**INPUT MATERIAL**
-=-=-=-=-

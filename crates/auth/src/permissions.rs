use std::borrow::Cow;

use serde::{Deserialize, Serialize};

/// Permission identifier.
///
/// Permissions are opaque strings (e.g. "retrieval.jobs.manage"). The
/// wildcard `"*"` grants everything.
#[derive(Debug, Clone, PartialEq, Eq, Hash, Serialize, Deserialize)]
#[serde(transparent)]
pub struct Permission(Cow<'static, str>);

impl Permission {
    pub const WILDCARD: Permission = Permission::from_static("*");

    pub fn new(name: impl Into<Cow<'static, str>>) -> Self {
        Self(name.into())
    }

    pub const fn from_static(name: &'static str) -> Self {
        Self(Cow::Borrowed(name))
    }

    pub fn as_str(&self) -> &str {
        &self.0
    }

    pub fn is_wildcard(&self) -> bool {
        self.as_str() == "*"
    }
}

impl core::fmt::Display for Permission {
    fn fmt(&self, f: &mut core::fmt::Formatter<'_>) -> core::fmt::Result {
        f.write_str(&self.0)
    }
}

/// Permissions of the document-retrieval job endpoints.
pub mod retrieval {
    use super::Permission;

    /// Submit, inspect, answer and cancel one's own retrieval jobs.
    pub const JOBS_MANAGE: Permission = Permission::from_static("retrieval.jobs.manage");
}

-=-=-=-=-

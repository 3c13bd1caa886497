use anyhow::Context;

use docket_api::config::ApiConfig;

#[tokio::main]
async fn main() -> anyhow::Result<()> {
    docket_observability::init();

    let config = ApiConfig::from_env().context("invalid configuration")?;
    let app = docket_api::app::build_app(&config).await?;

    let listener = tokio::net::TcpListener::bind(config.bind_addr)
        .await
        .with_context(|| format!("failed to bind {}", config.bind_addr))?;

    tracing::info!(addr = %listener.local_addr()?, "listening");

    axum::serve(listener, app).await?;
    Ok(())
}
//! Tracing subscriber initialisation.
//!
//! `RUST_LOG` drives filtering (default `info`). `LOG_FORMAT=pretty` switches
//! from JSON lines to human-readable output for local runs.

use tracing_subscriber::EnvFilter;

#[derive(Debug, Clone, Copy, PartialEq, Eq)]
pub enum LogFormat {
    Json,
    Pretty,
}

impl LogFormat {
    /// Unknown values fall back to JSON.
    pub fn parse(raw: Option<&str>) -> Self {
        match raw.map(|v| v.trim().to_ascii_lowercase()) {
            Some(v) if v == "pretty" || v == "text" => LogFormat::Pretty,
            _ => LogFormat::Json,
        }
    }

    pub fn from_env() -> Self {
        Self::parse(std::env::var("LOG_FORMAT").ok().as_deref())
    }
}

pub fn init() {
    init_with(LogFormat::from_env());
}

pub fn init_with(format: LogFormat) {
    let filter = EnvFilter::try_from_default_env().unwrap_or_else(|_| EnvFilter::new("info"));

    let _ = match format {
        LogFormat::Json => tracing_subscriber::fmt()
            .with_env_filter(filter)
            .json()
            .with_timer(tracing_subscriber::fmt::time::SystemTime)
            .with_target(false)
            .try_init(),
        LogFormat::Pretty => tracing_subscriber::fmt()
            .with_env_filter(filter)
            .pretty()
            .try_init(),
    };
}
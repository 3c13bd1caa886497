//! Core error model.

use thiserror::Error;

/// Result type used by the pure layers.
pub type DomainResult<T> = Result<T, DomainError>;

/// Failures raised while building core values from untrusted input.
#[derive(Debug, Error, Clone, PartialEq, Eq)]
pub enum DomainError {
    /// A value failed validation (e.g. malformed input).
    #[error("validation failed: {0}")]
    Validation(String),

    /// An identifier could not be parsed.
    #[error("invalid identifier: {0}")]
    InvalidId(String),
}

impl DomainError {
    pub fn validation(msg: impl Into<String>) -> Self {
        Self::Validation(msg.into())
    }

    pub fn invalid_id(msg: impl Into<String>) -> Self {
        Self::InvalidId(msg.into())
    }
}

-=-=-=-=-

**EXERCISE**
Reproduce verbatim the lines above, from the line with "pub fn parse(raw: Option<&str>)" through the line with "the pure layers.".

**WRITTEN RESPONSE**
    pub fn parse(raw: Option<&str>) -> Self {
        match raw.map(|v| v.trim().to_ascii_lowercase()) {
            Some(v) if v == "pretty" || v == "text" => LogFormat::Pretty,
            _ => LogFormat::Json,
        }
    }

    pub fn from_env() -> Self {
        Self::parse(std::env::var("LOG_FORMAT").ok().as_deref())
    }
}

pub fn init() {
    init_with(LogFormat::from_env());
}

pub fn init_with(format: LogFormat) {
    let filter = EnvFilter::try_from_default_env().unwrap_or_else(|_| EnvFilter::new("info"));

    let _ = match format {
        LogFormat::Json => tracing_subscriber::fmt()
            .with_env_filter(filter)
            .json()
            .with_timer(tracing_subscriber::fmt::time::SystemTime)
            .with_target(false)
            .try_init(),
        LogFormat::Pretty => tracing_subscriber::fmt()
            .with_env_filter(filter)
            .pretty()
            .try_init(),
    };
}
repository 3c13bd1caa886497
//! Core error model.

use thiserror::Error;

/// Result type used by the pure layers.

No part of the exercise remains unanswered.